虚血性心疾患の疑いがある場合には、心電図の検査を行います。また負荷を与えた際の心臓の動きをチェックする負荷心電図や24時間心電図、心臓超音波検査、冠動脈造影検査など、さまざまな検査を行って、虚血性心疾患なのか神経性の痛みなのか、あるいは別の病気なのかを診断します。虚血性心疾患と診断された場合には、さまざまな治療が行われます。薬物治療では、冠動脈を広げる薬、動脈内で血液が固まるのを予防する薬、心臓の負担を抑える薬などを予防的に用いたり、狭心症の発作時にはすぐに発作を抑える薬を飲むなど、症状に合わせた薬が投与されます。
実際に血管がせまくなっている場合には、カテーテルという管を足や腕のつけ根から差し込んで、冠動脈内で風船のようにふくらませ、動脈を広げる「カテーテル治療」が行われることもあります。またカテーテル治療が難しい場合には、血管をつなぎなおす冠動脈バイパス手術が行われます。

[予防法]

日常生活では、まず血圧をコントロールすることが大切です。
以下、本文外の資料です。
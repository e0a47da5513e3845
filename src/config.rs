//! Application configuration loaded from JSON
//!
//! Every field has a default, so a missing file (or a partial one) is fine.
//! A file that exists but cannot be parsed is an error.

use serde::{Deserialize, Serialize};
use std::fs;
use std::io;
use std::path::{Path, PathBuf};
use thiserror::Error;

/// Default delay before a failed attempt is cleared
pub const DEFAULT_FAIL_RESET_DELAY_MS: u64 = 1000;

#[derive(Debug, Error)]
pub enum ConfigError {
    #[error("failed to read config {path}: {source}")]
    Read {
        path: PathBuf,
        #[source]
        source: io::Error,
    },
    #[error("failed to parse config {path}: {source}")]
    Parse {
        path: PathBuf,
        #[source]
        source: serde_json::Error,
    },
    #[error("invalid config: {0}")]
    Invalid(String),
}

/// External command used to play a scare video
#[derive(Clone, Debug, PartialEq, Serialize, Deserialize)]
pub struct PlayerConfig {
    /// Executable name or path (e.g. "mpv")
    pub command: String,
    /// Arguments; `{file}` and `{volume}` are substituted at play time
    #[serde(default = "default_player_args")]
    pub args: Vec<String>,
}

fn default_player_args() -> Vec<String> {
    vec!["{file}".to_string()]
}

#[derive(Clone, Debug, PartialEq, Serialize, Deserialize)]
#[serde(default)]
pub struct Config {
    /// Directory scare videos are resolved against
    pub media_dir: PathBuf,
    /// Scare video file names
    pub scares: Vec<String>,
    /// Player for scare videos; without one the scare is only announced
    pub player: Option<PlayerConfig>,
    /// Initial volume (0.0-1.0)
    pub volume: f32,
    /// How long a failed knock attempt stays on screen
    pub fail_reset_delay_ms: u64,
}

impl Default for Config {
    fn default() -> Self {
        Config {
            media_dir: PathBuf::from("."),
            scares: vec!["download.MP4".to_string(), "the.MP4".to_string()],
            player: None,
            volume: 1.0,
            fail_reset_delay_ms: DEFAULT_FAIL_RESET_DELAY_MS,
        }
    }
}

impl Config {
    /// Load config from `path`, falling back to defaults when the file is absent
    pub fn load(path: &Path) -> Result<Self, ConfigError> {
        let content = match fs::read_to_string(path) {
            Ok(content) => content,
            Err(e) if e.kind() == io::ErrorKind::NotFound => {
                tracing::info!(path = %path.display(), "no config file, using defaults");
                return Ok(Config::default());
            }
            Err(source) => {
                return Err(ConfigError::Read {
                    path: path.to_path_buf(),
                    source,
                })
            }
        };

        let config: Config =
            serde_json::from_str(&content).map_err(|source| ConfigError::Parse {
                path: path.to_path_buf(),
                source,
            })?;
        config.validate()?;

        tracing::info!(path = %path.display(), scares = config.scares.len(), "config loaded");
        Ok(config)
    }

    /// Check value ranges
    pub fn validate(&self) -> Result<(), ConfigError> {
        if !(0.0..=1.0).contains(&self.volume) {
            return Err(ConfigError::Invalid(format!(
                "volume must be within 0.0-1.0, got {}",
                self.volume
            )));
        }
        if self.scares.iter().any(|s| s.trim().is_empty()) {
            return Err(ConfigError::Invalid("scare file names must not be empty".into()));
        }
        if let Some(player) = &self.player {
            if player.command.trim().is_empty() {
                return Err(ConfigError::Invalid("player command must not be empty".into()));
            }
        }
        Ok(())
    }
}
高い血圧は心臓に負担をかけることになるので、「運動不足解消」「減量」「禁煙」など積極的な血圧のコントロールが大切です。食生活ではコレステロールを減らし、高脂血症を予防することが予防につながります。とくに総コレステロール値や悪玉コレステロール値(LDLコレステロール値)を減らすためには、「肉や卵などの動物性脂肪を減らし、植物性脂肪やイワシ、サバなどの青魚、野菜、果物などをたくさんとる」ようにしましょう。
またストレスも心臓への負担になりますから、日頃からゆとりある生活を心がけることも、虚血性心疾患の予防には重要です。

[受診に適した診療科]

内科

病状についてはご自分で判断せず、必ず専門の医師にご相談ください。